Nonostante le numerose operazioni delle forze di polizia degli ultimi anni, nel 2021 sono state accertate (e rappresentano naturalmente solo una piccola parte di quelle avvenute) 220 estorsioni. Solo sette gli imprenditori che hanno segnalato la richiesta di taglieggiamento.

Sempre a Brancaccio, 60 commercianti sono stati invitati in una caserma dei carabinieri e interrogati. In 20 hanno ammesso di avere subito il ricatto, gli altri 40 hanno negato e sono stati denunciati per favoreggiamento ai boss. Un silenzio che probabilmente li trascinerà a processo. Meglio una condanna che passare per traditori, questa è la mentalità.
All'inaugurazione dell'anno giudiziario, il presidente della Corte d'Appello palermitana Matteo Frasca, ha spiegato che di tanto in tanto si rintracciano indizi di una reazione «ma a macchia di leopardo». Nel quartiere intorno a Porta Nuova quindici costruttori si sono ribellati, fra Brancaccio e la borgata di Ciaculli neanche uno. A comandare in questa zona sono sempre gli stessi.

Si chiamano Greco, sono gli eredi di Michele detto “il papa“ e di Salvatore detto “il senatore“. In particolare il nuovo capo pare sia Giuseppe Greco, nipote di Michele e figlio di Salvatore.

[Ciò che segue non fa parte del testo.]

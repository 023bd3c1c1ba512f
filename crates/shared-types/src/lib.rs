use serde::{Deserialize, Serialize};

/// Scanned email row, matching the `scanned_emails` column order exactly
#[derive(Debug, Clone, PartialEq, Eq, Serialize, Deserialize)]
#[cfg_attr(feature = "diesel", derive(diesel::Queryable))]
pub struct ScanRecord {
    pub id: i32,
    pub user_email: String,
    pub subject: String,
    pub sender: String,
    pub date: String, // provider timestamp, kept as sent
    pub body: String,
    pub status: String, // stored as VARCHAR: "Phishing", "Safe", "Not Phishing"
    pub created_at: i64, // unix seconds
}

/// Classification outcome for one email.
#[derive(Debug, Clone, Copy, PartialEq, Eq, Serialize, Deserialize)]
pub enum Verdict {
    Phishing,
    Safe,
    #[serde(rename = "Not Phishing")]
    NotPhishing,
}

impl Verdict {
    pub fn as_str(&self) -> &'static str {
        match self {
            Verdict::Phishing => "Phishing",
            Verdict::Safe => "Safe",
            Verdict::NotPhishing => "Not Phishing",
        }
    }

    /// Parse any label the classifier or a client may produce.
    pub fn parse(s: &str) -> Option<Self> {
        match s {
            "Phishing" => Some(Verdict::Phishing),
            "Safe" => Some(Verdict::Safe),
            "Not Phishing" => Some(Verdict::NotPhishing),
            _ => None,
        }
    }

    /// Parse a label a user may set by hand. Only "Phishing" and "Safe" are accepted.
    pub fn parse_user_override(s: &str) -> Option<Self> {
        match Self::parse(s)? {
            Verdict::NotPhishing => None,
            v => Some(v),
        }
    }
}

impl std::fmt::Display for Verdict {
    fn fmt(&self, f: &mut std::fmt::Formatter<'_>) -> std::fmt::Result {
        f.write_str(self.as_str())
    }
}

/// Placeholder verdict for a body the classifier could not score.
pub const VERDICT_ERROR: &str = "error";

// API Request/Response types

#[derive(Debug, Clone, Default, Serialize, Deserialize)]
pub struct PredictRequest {
    pub emails: Vec<String>,
}

/// Body of `POST /store-email` and `POST /store-scanned-email`
#[derive(Debug, Clone, Serialize, Deserialize)]
pub struct StoreEmailRequest {
    pub user_email: String,
    #[serde(default)]
    pub subject: String,
    #[serde(default)]
    pub sender: String,
    #[serde(default)]
    pub date: String,
    #[serde(default)]
    pub body: String,
    pub status: String,
}

#[derive(Debug, Clone, Serialize, Deserialize)]
pub struct UpdateStatusRequest {
    pub status: String,
}

/// Query parameters for `GET /phishing-emails`
#[derive(Debug, Clone, Default, Serialize, Deserialize)]
pub struct PhishingEmailsQuery {
    pub user_email: Option<String>,
}

/// Query parameters for `GET /emails`
#[derive(Debug, Clone, Default, Serialize, Deserialize)]
pub struct EmailListQuery {
    pub user_id: Option<String>,
}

I Greco, generazione dopo generazione, sono i capimafia dei Ciaculli dal 1861, dall'Unità d'Italia.
L'immagine di una Palermo che ha voltato pagina dopo i delitti eccellenti e le stragi, non trova aderenza nella vita quotidiana. Palermo ha provato a cambiare, ha faticosamente iniziato un percorso di affrancamento (anche grazie all'opera di associazioni antiracket) ma sembra che negli ultimi tempi stia sprofondando nel suo passato, nelle borgate e nei palazzi della politica dove le elezioni comunali e regionali vengono ancora decise da personaggi condannati per reati di mafia.

Il welfare mafioso

E' sempre più evidente, semmai ce ne fosse bisogno, che la mafia non è una questione esclusivamente di repressione poliziesca o giudiziaria. Un modello di antimafia sociale in questi anni non ha portato ai risultati sperati, a volte anche un modello di stato non si è rivelato credibile.

Chi paga il pizzo non si sente sempre vessato, non si sente sempre vittima. Perché la “mesata” è considerata come la rata di un mutuo o un'imposta comunale, come la quota da trasferire a una società di servizi che può risolvere all'operatore commerciale qualsiasi problema. C'è promiscuità fra il ricattato e il ricattatore, spesso stringono rapporti di amicizia.

A Brancaccio un commerciante pagava il pizzo anche al cognato. Come se fosse la cosa più naturale del mondo, alla mattina il parente sborsava l'obolo e alla sera il cognato carnefice era ospite a casa sua. La regola non ammette deroghe nemmeno in famiglia.
Durante il lungo lockdown causato dalla pandemia i clan hanno avuto una certa libertà d'azione. Ci sono cosche che hanno continuato a spremere i commercianti in difficoltà mentre altre cosche, più furbescamente, hanno sospeso il pizzo e addirittura aiutato i bottegai con sostegni economici.

E' il welfare mafioso. Il messaggio che trasporta è micidiale: noi non siamo contro la gente ma (al contrario dello stato) siamo al fianco della gente.